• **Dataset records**

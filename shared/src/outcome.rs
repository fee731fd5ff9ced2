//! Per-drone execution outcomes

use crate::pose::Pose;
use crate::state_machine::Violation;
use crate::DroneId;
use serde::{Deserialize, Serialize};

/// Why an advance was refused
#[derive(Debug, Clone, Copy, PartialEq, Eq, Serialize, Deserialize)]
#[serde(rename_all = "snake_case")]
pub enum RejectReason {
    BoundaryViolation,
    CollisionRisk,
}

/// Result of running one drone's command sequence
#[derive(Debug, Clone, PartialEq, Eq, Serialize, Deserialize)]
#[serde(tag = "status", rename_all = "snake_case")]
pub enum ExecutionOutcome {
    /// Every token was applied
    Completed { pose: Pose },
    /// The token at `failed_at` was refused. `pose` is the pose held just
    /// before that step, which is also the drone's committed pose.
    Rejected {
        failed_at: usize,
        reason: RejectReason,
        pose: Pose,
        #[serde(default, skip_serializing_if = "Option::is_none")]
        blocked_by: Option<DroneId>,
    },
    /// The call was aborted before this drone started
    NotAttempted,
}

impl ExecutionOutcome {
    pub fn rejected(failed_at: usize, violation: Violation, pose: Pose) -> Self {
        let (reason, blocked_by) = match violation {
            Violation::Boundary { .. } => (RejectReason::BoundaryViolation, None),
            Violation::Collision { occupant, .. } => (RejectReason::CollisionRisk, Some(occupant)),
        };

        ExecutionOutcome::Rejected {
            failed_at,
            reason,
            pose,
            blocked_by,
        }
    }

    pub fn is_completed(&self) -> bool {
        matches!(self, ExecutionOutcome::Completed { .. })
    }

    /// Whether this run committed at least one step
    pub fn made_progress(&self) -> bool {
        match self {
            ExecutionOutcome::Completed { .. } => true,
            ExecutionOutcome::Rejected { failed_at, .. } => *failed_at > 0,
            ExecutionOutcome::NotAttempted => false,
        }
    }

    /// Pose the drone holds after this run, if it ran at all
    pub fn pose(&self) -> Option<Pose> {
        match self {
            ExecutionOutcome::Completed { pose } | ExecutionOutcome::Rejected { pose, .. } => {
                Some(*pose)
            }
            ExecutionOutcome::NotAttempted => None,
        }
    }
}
* * *
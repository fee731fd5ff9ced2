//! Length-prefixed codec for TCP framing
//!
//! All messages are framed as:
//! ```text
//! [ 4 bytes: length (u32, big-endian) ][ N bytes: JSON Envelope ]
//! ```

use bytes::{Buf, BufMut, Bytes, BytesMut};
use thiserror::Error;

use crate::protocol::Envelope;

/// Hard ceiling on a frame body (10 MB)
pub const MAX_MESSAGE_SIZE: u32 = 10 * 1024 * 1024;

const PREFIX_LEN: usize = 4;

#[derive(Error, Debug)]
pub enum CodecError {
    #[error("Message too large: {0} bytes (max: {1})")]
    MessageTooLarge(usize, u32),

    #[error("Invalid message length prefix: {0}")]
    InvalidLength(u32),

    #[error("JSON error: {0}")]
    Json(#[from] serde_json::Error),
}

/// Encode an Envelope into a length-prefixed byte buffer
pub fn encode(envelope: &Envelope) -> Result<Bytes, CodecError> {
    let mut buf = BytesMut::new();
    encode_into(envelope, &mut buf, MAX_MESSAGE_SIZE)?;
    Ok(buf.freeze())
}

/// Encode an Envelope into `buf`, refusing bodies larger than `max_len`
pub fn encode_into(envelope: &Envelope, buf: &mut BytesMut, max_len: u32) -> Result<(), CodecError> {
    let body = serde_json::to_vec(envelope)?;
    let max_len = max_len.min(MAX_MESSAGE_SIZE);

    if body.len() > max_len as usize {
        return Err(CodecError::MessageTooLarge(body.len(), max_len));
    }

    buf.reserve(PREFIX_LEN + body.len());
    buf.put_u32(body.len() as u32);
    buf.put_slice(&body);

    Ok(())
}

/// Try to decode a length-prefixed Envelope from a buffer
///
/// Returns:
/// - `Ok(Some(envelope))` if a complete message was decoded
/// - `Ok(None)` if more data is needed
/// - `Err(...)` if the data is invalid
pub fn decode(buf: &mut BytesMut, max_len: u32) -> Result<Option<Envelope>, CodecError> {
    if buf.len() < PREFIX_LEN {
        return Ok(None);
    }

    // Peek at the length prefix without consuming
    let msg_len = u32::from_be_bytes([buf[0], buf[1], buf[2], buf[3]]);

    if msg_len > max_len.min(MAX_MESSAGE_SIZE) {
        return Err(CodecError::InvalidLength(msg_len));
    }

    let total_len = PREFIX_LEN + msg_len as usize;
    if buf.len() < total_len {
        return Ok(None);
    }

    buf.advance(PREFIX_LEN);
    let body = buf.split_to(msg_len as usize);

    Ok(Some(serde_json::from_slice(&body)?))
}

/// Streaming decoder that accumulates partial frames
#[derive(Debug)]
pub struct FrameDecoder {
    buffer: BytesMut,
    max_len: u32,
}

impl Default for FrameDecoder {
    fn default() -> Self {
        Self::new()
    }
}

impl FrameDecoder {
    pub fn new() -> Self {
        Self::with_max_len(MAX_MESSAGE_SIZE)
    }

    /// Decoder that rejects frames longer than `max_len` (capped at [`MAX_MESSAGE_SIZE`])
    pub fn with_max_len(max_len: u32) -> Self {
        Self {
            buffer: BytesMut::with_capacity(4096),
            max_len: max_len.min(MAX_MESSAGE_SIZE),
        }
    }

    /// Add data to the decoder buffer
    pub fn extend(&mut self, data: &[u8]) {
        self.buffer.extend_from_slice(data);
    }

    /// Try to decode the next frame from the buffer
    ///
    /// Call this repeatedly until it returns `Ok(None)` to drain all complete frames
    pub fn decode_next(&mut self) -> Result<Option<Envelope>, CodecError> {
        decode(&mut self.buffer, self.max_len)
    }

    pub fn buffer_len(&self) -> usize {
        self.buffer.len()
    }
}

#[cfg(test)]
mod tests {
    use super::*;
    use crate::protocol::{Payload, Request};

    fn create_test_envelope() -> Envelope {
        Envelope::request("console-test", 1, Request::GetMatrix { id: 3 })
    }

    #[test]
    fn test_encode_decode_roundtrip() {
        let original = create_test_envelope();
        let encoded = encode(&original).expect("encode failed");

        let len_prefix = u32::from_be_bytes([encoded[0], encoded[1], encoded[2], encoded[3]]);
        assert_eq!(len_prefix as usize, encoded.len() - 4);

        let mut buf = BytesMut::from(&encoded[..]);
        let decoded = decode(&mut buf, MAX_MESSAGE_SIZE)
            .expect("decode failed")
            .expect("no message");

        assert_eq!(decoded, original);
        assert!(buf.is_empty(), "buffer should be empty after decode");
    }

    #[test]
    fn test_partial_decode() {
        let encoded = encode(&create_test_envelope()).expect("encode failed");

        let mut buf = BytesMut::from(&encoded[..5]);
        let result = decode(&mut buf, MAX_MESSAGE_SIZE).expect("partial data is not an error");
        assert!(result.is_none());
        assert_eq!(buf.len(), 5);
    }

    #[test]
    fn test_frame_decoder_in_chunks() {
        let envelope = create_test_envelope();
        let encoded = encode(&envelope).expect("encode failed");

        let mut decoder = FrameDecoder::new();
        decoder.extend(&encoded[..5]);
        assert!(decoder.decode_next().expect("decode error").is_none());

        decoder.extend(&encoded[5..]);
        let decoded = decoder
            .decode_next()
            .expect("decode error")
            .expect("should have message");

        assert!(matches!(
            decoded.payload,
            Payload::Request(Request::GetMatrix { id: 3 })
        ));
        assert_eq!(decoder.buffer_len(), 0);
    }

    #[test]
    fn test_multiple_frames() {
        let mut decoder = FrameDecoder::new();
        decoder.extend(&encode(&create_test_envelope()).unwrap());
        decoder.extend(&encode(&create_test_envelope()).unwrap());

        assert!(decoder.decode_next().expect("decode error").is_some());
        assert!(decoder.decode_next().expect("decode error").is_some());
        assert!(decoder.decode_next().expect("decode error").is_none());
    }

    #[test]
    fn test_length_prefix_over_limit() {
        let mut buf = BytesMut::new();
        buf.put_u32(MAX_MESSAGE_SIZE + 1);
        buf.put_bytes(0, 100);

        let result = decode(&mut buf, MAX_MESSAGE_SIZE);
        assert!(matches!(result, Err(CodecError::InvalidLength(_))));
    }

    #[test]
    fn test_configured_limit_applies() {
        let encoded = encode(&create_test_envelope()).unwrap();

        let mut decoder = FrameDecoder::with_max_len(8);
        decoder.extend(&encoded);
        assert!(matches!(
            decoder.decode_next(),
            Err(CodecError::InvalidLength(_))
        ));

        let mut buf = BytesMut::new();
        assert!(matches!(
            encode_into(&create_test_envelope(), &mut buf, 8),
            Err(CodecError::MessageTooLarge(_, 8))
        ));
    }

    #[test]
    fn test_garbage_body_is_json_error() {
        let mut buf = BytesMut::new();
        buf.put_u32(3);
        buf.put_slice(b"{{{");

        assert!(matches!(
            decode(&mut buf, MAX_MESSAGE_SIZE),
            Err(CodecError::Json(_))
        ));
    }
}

• **Directions for this task**
The required answer is the run of lines above, starting at the line with "accumulates partial frames" and ending at the line with "Decoder that rejects", reproduced exactly with both ends.

• **Result of this exercise**
/// Streaming decoder that accumulates partial frames
#[derive(Debug)]
pub struct FrameDecoder {
    buffer: BytesMut,
    max_len: u32,
}

impl Default for FrameDecoder {
    fn default() -> Self {
        Self::new()
    }
}

impl FrameDecoder {
    pub fn new() -> Self {
        Self::with_max_len(MAX_MESSAGE_SIZE)
    }

    /// Decoder that rejects frames longer than `max_len` (capped at [`MAX_MESSAGE_SIZE`])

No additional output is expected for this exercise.